The SPDC Uses The Judiciary To Deprive Citizens of A Rights To A Fair Trial In Order To Suppress Political Dissent

The Universal Declaration of Human Rights (1948) recognizes that: Everyone is entitled in full equality to a fair and public hearing by an independent and impartial tribunal, in the determination of his rights and obligations and of any criminal charge against him.” (Article- 10)

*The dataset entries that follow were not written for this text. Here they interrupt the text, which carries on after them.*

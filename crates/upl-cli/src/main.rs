//! upl: ETL of UniProtKB releases into PostgreSQL

mod extract;
mod settings;

use std::path::PathBuf;
use std::str::FromStr;

use anyhow::{bail, Context, Result};
use clap::{Parser, Subcommand};
use tracing::{error, info};
use tracing_subscriber::EnvFilter;

use upl_core::{Dataset, LoadMode, UniprotPipeline};
use upl_postgres::PostgresAdapter;

use crate::extract::Extractor;
use crate::settings::CliSettings;

#[derive(Parser, Debug)]
#[command(name = "upl")]
#[command(author, version, about = "Load UniProtKB releases into PostgreSQL")]
struct Cli {
    /// Path to a YAML configuration file
    #[arg(short, long, global = true)]
    config: Option<PathBuf>,

    /// Verbose output
    #[arg(short, long, global = true)]
    verbose: bool,

    #[command(subcommand)]
    command: Command,
}

#[derive(Subcommand, Debug)]
enum Command {
    /// Download a dataset from the UniProt mirror and verify it
    Download {
        /// Dataset to download ('swissprot', 'trembl' or 'all')
        #[arg(short, long, default_value = "swissprot")]
        dataset: String,
    },
    /// Run the ETL pipeline for a dataset
    Run {
        /// Dataset to load ('swissprot', 'trembl' or 'all')
        #[arg(short, long, default_value = "swissprot")]
        dataset: String,
        /// Load mode ('full' or 'delta')
        #[arg(short, long, default_value = "full")]
        mode: String,
        /// Override the release tag read from the XML root element
        #[arg(long)]
        release: Option<String>,
    },
    /// Show the currently loaded release
    Status,
    /// Create the production schema for first-time setup
    Initialize,
    /// Print the resolved configuration and check database connectivity
    CheckConfig,
}

#[tokio::main]
async fn main() {
    let cli = Cli::parse();

    let filter = if cli.verbose { "debug" } else { "info" };
    tracing_subscriber::fmt()
        .with_env_filter(EnvFilter::try_from_default_env().unwrap_or_else(|_| filter.into()))
        .init();

    if let Err(err) = execute(cli).await {
        error!(error = %err, "command failed");
        eprintln!("error: {err:#}");
        std::process::exit(1);
    }
}

async fn execute(cli: Cli) -> Result<()> {
    let settings = settings::load(cli.config.as_deref())?;

    match cli.command {
        Command::Download { dataset } => download(settings, &dataset).await,
        Command::Run {
            dataset,
            mode,
            release,
        } => run(settings, &dataset, &mode, release).await,
        Command::Status => status(settings).await,
        Command::Initialize => initialize(settings).await,
        Command::CheckConfig => check_config(settings).await,
    }
}

async fn download(settings: CliSettings, dataset: &str) -> Result<()> {
    let dataset = Dataset::from_str(dataset)?;
    let mut extractor = Extractor::new(settings.sources, settings.pipeline.data_dir.clone());

    let release = extractor.release_info().await?;
    info!(version = %release.version, date = ?release.date, "mirror release");
    extract::check_release_consistency(
        settings.pipeline.release_tag.as_deref(),
        &release.version,
    )?;

    let mut failed = Vec::new();
    for ds in dataset.expand() {
        let filename = ds.file_name();
        let path = extractor.download_file(filename).await?;
        if !extractor.verify_checksum(&path).await? {
            failed.push(ds.to_string());
        }
    }
    if !failed.is_empty() {
        bail!("checksum verification failed for: {}", failed.join(", "));
    }
    println!("downloaded release {} ({})", release.version, dataset);
    Ok(())
}

async fn run(
    mut settings: CliSettings,
    dataset: &str,
    mode: &str,
    release: Option<String>,
) -> Result<()> {
    let dataset = Dataset::from_str(dataset)?;
    let mode = LoadMode::from_str(mode)?;
    if release.is_some() {
        settings.pipeline.release_tag = release;
    }

    let adapter = PostgresAdapter::connect(&settings.pipeline).await?;
    let pipeline = UniprotPipeline::new(settings.pipeline, adapter)?;
    let summary = pipeline
        .run(mode, dataset)
        .await
        .context("ETL pipeline failed")?;

    if summary.up_to_date {
        println!(
            "database is already on release {}; nothing to do",
            summary.release
        );
    } else {
        println!(
            "loaded release {} ({} entries, {} skipped) in {} mode; run id {}",
            summary.release, summary.entries, summary.skipped_entries, summary.mode, summary.run_id
        );
        for (table, rows) in &summary.tables {
            println!("  {table}: {rows} rows");
        }
    }
    Ok(())
}

async fn status(settings: CliSettings) -> Result<()> {
    let adapter = PostgresAdapter::connect(&settings.pipeline).await?;
    let pipeline = UniprotPipeline::new(settings.pipeline, adapter)?;
    match pipeline.status().await? {
        Some(release) => {
            println!("loaded release: {}", release.version);
            if let Some(date) = release.release_date {
                println!("release date: {date}");
            }
            println!("loaded at: {}", release.load_timestamp);
            println!(
                "entries: swissprot={} trembl={}",
                release.swissprot_entry_count, release.trembl_entry_count
            );
        }
        None => println!("no release is currently loaded"),
    }
    Ok(())
}

async fn initialize(settings: CliSettings) -> Result<()> {
    let schema = settings.pipeline.production_schema.clone();
    let adapter = PostgresAdapter::connect(&settings.pipeline).await?;
    let pipeline = UniprotPipeline::new(settings.pipeline, adapter)?;
    pipeline.initialize().await?;
    println!("production schema '{schema}' is ready");
    Ok(())
}

async fn check_config(settings: CliSettings) -> Result<()> {
    println!("{}", settings::display(&settings));
    let adapter = PostgresAdapter::connect(&settings.pipeline).await?;
    let pipeline = UniprotPipeline::new(settings.pipeline, adapter)?;
    pipeline.status().await?;
    println!("database connection ok");
    Ok(())
}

The SPDC currently uses the judiciary as a means of suppressing political dissent. Indeed, in a crackdown that started in October 2008, Burma’s courts have sentenced over 200 political and labor activists, internet bloggers, journalists, and Buddhist monks and nuns to lengthy jail terms.14 In 2009, the judiciary sentenced four political activists for the alleged “crimes” of wearing white clothes, calling for Buddhist prayers and organizing a letter-writing campaign to inform the generals of the plight of the people. As a result of their humanitarian actions, the activists had been tortured, spent a year of detention without charge, without access to family and lawyers, had a trial without representation (their lawyers were imprisoned for contempt for trying to represent them) and were sentences for hundreds of years of imprisonment for their supposed crimes. They are representative of thousands of other prisoners wrongfully and inhumanely detained by the Burmese junta.15

Judges Must Enforce SPDC Directives, Including Discriminatory Laws

In many instances, military authorities dictate verdicts in political cases, regardless of the evidence or the law. In addition, the existence of unjust laws--enacted to deprive citizens of universally recognized rights—further restricts the judiciary’s independence, because judges are required to interpret these laws in line with the military dictates by using fabricated evidence.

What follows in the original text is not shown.